How to Prove the Fundamental Limit in Calculus: The Squeeze Theorem for Evaluating the Limit of (sinx/x) when x→0.

limit as x approaches 0: sinx/x

1

To evaluate this limit, we can use the following trigonometric identity:

lim x→0 (sinx/x) = 1

This identity is a fundamental limit in calculus and is often referred to as the Squeeze Theorem.

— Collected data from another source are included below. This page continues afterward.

//! paramsync: parameter set reconciliation
//!
//! Entry point for the paramsync application.

use paramsync::config::{Cli, Command, ValidatedConfig, write_default_config};
use std::process::ExitCode;

mod app;
mod run;

use app::{exit_code, print_config_hint, setup_tracing};
use run::RunError;

/// Main entry point.
///
/// Excluded from coverage as it's the thin wrapper around testable components.
#[cfg(not(tarpaulin_include))]
fn main() -> ExitCode {
    let cli = Cli::parse_args();

    if let Command::Init { output, force } = &cli.command {
        return handle_init(output, *force);
    }

    let config = match ValidatedConfig::load(&cli) {
        Ok(config) => config,
        Err(e) => {
            eprintln!("Configuration error: {e}");
            print_config_hint(&e);
            return exit_code::CONFIG_ERROR;
        }
    };

    setup_tracing(config.verbose);
    tracing::debug!("{config}");

    run_application(cli.command, config)
}

/// Handles the `init` subcommand.
fn handle_init(output: &std::path::Path, force: bool) -> ExitCode {
    match write_default_config(output, force) {
        Ok(()) => {
            println!("Configuration template written to: {}", output.display());
            exit_code::SUCCESS
        }
        Err(e) => {
            eprintln!("Error: {e}");
            exit_code::CONFIG_ERROR
        }
    }
}

/// Runs a reconciliation command with the given configuration.
///
/// Excluded from coverage - requires async runtime.
#[cfg(not(tarpaulin_include))]
fn run_application(command: Command, config: ValidatedConfig) -> ExitCode {
    let runtime = match tokio::runtime::Runtime::new() {
        Ok(runtime) => runtime,
        Err(e) => {
            eprintln!("Failed to create Tokio runtime: {e}");
            return exit_code::runtime_error();
        }
    };

    match runtime.block_on(run::execute(command, config)) {
        Ok(()) => exit_code::SUCCESS,
        Err(RunError::Config(e)) => {
            eprintln!("Configuration error: {e}");
            print_config_hint(&e);
            exit_code::CONFIG_ERROR
        }
        Err(e) if e.is_config_error() => {
            tracing::error!("{e}");
            exit_code::CONFIG_ERROR
        }
        Err(e) => {
            tracing::error!("{e}");
            exit_code::runtime_error()
        }
    }
}
//! Settings and their apply semantics.

use std::fmt;
use std::str::FromStr;

use serde::{Deserialize, Deserializer, Serialize};
use thiserror::Error;

use super::SettingName;

/// When the remote system makes a changed setting effective.
#[derive(Debug, Clone, Copy, PartialEq, Eq, Hash, Default, Serialize, Deserialize)]
#[serde(rename_all = "kebab-case")]
pub enum ApplyTiming {
    /// Applied live, without restarting the managed resource.
    #[default]
    Immediate,
    /// Applied only after the managed resource is restarted.
    PendingReboot,
}

impl ApplyTiming {
    /// Returns the wire spelling (`immediate` or `pending-reboot`).
    #[must_use]
    pub const fn as_str(self) -> &'static str {
        match self {
            Self::Immediate => "immediate",
            Self::PendingReboot => "pending-reboot",
        }
    }
}

impl fmt::Display for ApplyTiming {
    fn fmt(&self, f: &mut fmt::Formatter<'_>) -> fmt::Result {
        f.write_str(self.as_str())
    }
}

impl FromStr for ApplyTiming {
    type Err = ParseEnumError;

    fn from_str(s: &str) -> Result<Self, Self::Err> {
        match s.to_ascii_lowercase().as_str() {
            "immediate" => Ok(Self::Immediate),
            "pending-reboot" | "pending_reboot" => Ok(Self::PendingReboot),
            _ => Err(ParseEnumError::new("apply timing", s)),
        }
    }
}

/// Where an observed setting value came from.
///
/// Only [`SettingSource::User`] values are owned by reconciliation; the
/// others are managed by the remote system and are never reset.
#[derive(Debug, Clone, Copy, PartialEq, Eq, Hash, Default, Serialize, Deserialize)]
#[serde(rename_all = "kebab-case")]
pub enum SettingSource {
    /// Explicitly set by a user (or by a previous reconciliation pass).
    #[default]
    User,
    /// Managed by the remote system.
    System,
    /// The engine's built-in default.
    EngineDefault,
}

impl SettingSource {
    /// Returns the wire spelling.
    #[must_use]
    pub const fn as_str(self) -> &'static str {
        match self {
            Self::User => "user",
            Self::System => "system",
            Self::EngineDefault => "engine-default",
        }
    }
}

impl fmt::Display for SettingSource {
    fn fmt(&self, f: &mut fmt::Formatter<'_>) -> fmt::Result {
        f.write_str(self.as_str())
    }
}

impl FromStr for SettingSource {
    type Err = ParseEnumError;

    fn from_str(s: &str) -> Result<Self, Self::Err> {
        match s.to_ascii_lowercase().as_str() {
            "user" => Ok(Self::User),
            "system" => Ok(Self::System),
            "engine-default" | "engine_default" => Ok(Self::EngineDefault),
            _ => Err(ParseEnumError::new("setting source", s)),
        }
    }
}

/// Error returned when parsing [`ApplyTiming`] or [`SettingSource`] from text.
#[derive(Debug, Clone, PartialEq, Eq, Error)]
#[error("Invalid {kind} '{value}'")]
pub struct ParseEnumError {
    /// Which enum was being parsed
    pub kind: &'static str,
    /// The rejected input
    pub value: String,
}

impl ParseEnumError {
    fn new(kind: &'static str, value: &str) -> Self {
        Self {
            kind,
            value: value.to_string(),
        }
    }
}

/// A single named configuration value.
///
/// # Equality
///
/// Two settings are equal when names match case-insensitively and value,
/// apply timing and source are identical.
#[derive(Debug, Clone, PartialEq, Eq, Serialize, Deserialize)]
pub struct Setting {
    /// Setting identifier (case-insensitive).
    pub name: SettingName,
    /// Opaque value; numeric and boolean remote values are carried as text.
    #[serde(deserialize_with = "deserialize_value")]
    pub value: String,
    /// When the remote system applies a change to this setting.
    #[serde(rename = "apply_method", default)]
    pub apply_timing: ApplyTiming,
    /// Provenance of the value.
    #[serde(default)]
    pub source: SettingSource,
}

impl Setting {
    /// Creates a user-sourced setting applied immediately.
    #[must_use]
    pub fn new(name: impl Into<SettingName>, value: impl Into<String>) -> Self {
        Self {
            name: name.into(),
            value: value.into(),
            apply_timing: ApplyTiming::Immediate,
            source: SettingSource::User,
        }
    }

    /// Creates a user-sourced setting applied immediately.
    #[must_use]
    pub fn immediate(name: impl Into<SettingName>, value: impl Into<String>) -> Self {
        Self::new(name, value)
    }

    /// Creates a user-sourced setting applied after a restart.
    #[must_use]
    pub fn pending_reboot(name: impl Into<SettingName>, value: impl Into<String>) -> Self {
        Self::new(name, value).with_apply_timing(ApplyTiming::PendingReboot)
    }

    /// Sets the apply timing.
    #[must_use]
    pub const fn with_apply_timing(mut self, timing: ApplyTiming) -> Self {
        self.apply_timing = timing;
        self
    }

    /// Sets the provenance.
    #[must_use]
    pub const fn with_source(mut self, source: SettingSource) -> Self {
        self.source = source;
        self
    }

    /// Returns true if the change only takes effect after a restart.
    #[must_use]
    pub const fn requires_restart(&self) -> bool {
        matches!(self.apply_timing, ApplyTiming::PendingReboot)
    }

    /// Returns true if value and apply timing match `other`.
    ///
    /// Name spelling and source are ignored; this is the drift predicate.
    #[must_use]
    pub fn same_effect(&self, other: &Self) -> bool {
        self.value == other.value && self.apply_timing == other.apply_timing
    }
}

impl fmt::Display for Setting {
    fn fmt(&self, f: &mut fmt::Formatter<'_>) -> fmt::Result {
        write!(f, "{}={} ({})", self.name, self.value, self.apply_timing)
    }
}

/// Scalar forms accepted for a setting value on the wire.
///
/// Numbers and booleans are carried as their textual form. Floats are
/// rendered in shortest form, so `90.0` arrives as `"90"`; desired-state
/// files reject unquoted floats for that reason.
#[derive(Deserialize)]
#[serde(untagged)]
enum RawValue {
    Text(String),
    Integer(i64),
    Float(f64),
    Bool(bool),
}

fn deserialize_value<'de, D>(deserializer: D) -> Result<String, D::Error>
where
    D: Deserializer<'de>,
{
    Ok(match RawValue::deserialize(deserializer)? {
        RawValue::Text(s) => s,
        RawValue::Integer(i) => i.to_string(),
        RawValue::Float(f) => f.to_string(),
        RawValue::Bool(b) => b.to_string(),
    })
}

To prove this identity, we can use the following steps:

Step 1: Use the trigonometric identity sinx = x – (x^3/3!) + (x^5/5!) – … + (-1)^n (x^(2n+1))/(2n+1)! + …

Step 2: Substituting sinx = x – (x^3/3!) + (x^5/5!) – … + (-1)^n (x^(2n+1))/(2n+1)! + …, we can rewrite the original limit as:

lim x→0 (sinx/x) = lim x→0 1 – (x^2/3!) + (x^4/5!) – … + (-1)^n (x^(2n))/(2n+1)! + …

Step 3: Recall that the series expansion for e^x = 1 + x + (x^2/2!) + (x^3/3!) + …

Step 4: Substituting x^2 for x in the series expansion for e^x, we obtain:

e^(x^2) = 1 + x^2 + (x^4/2!) + (x^6/3!) + …

Step 5: Multiplying the series expansion for e^(x^2) by (sinx)/x, we obtain:

(e^(x^2)) (sinx/x) = (1 + x^2/1!) + (x^3/3!)(1 + x^2/2!) + (x^4/4!)(1 + x^2/3!) + …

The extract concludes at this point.